# Directions:
Look below for the line holding "if opcode.falls_through() &&" and the line holding "if let Some(p) = preds.get_mut(table.default)". Transcribe exactly those lines and all lines between them, nothing more.

- - -

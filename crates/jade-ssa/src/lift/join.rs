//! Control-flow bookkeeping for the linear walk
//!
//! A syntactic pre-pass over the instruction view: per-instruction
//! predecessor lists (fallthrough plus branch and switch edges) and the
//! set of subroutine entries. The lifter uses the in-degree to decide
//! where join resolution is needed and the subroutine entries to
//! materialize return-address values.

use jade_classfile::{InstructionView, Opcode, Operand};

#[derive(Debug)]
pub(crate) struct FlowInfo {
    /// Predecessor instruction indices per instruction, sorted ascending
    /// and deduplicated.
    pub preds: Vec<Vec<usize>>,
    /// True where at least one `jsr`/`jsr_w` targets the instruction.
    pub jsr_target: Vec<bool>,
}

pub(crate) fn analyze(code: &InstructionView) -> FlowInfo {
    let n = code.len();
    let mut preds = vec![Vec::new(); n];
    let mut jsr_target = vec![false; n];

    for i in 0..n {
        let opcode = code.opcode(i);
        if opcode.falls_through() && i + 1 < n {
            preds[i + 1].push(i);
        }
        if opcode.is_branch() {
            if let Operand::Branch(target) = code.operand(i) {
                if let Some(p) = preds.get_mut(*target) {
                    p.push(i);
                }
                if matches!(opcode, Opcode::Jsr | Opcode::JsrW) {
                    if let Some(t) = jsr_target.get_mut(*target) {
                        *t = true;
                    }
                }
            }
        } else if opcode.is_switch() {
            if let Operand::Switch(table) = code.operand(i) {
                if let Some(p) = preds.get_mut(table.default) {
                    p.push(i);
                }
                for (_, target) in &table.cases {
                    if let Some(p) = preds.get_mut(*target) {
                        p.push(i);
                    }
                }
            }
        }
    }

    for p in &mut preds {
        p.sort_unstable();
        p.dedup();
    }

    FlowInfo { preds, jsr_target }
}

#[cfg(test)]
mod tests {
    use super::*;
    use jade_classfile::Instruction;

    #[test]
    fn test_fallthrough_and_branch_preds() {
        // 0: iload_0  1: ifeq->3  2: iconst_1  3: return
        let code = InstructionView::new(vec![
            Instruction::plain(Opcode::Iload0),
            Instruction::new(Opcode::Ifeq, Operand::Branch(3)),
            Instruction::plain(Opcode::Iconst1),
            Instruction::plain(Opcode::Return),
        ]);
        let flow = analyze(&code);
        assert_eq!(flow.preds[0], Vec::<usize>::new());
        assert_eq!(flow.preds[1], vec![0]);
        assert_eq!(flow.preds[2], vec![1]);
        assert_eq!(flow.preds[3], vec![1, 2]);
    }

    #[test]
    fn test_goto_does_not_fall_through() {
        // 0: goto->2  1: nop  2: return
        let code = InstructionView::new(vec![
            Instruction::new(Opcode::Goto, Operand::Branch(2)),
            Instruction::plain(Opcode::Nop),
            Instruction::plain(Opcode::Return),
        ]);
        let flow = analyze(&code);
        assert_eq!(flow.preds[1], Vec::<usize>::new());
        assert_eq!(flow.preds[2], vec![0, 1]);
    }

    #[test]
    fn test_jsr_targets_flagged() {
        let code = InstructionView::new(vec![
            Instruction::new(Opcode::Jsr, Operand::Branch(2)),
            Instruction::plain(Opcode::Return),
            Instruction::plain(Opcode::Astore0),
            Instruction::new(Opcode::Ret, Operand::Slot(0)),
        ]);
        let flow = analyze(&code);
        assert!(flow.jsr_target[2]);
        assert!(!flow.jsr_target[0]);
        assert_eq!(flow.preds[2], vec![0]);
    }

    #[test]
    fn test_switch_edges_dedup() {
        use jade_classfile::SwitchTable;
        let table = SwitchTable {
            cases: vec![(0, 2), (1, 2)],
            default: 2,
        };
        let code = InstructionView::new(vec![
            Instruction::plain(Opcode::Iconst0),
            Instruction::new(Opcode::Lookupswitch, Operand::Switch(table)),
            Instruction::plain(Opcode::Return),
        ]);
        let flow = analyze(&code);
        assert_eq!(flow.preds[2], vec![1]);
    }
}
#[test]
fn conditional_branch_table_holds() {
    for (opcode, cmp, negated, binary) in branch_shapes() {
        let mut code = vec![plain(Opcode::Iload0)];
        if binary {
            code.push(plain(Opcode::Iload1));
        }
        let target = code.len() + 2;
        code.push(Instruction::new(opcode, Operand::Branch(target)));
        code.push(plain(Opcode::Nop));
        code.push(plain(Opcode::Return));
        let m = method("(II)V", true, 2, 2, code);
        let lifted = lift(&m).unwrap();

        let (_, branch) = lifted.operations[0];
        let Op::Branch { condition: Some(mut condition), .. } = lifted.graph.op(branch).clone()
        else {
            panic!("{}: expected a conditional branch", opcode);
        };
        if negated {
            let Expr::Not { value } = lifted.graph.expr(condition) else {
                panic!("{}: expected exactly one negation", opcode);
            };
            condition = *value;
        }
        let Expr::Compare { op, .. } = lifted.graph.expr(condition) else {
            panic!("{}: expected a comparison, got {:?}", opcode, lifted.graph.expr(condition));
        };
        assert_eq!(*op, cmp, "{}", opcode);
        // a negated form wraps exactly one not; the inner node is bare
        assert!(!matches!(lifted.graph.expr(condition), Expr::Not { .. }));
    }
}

- - -

# Result of this task:
        if opcode.falls_through() && i + 1 < n {
            preds[i + 1].push(i);
        }
        if opcode.is_branch() {
            if let Operand::Branch(target) = code.operand(i) {
                if let Some(p) = preds.get_mut(*target) {
                    p.push(i);
                }
                if matches!(opcode, Opcode::Jsr | Opcode::JsrW) {
                    if let Some(t) = jsr_target.get_mut(*target) {
                        *t = true;
                    }
                }
            }
        } else if opcode.is_switch() {
            if let Operand::Switch(table) = code.operand(i) {
                if let Some(p) = preds.get_mut(table.default) {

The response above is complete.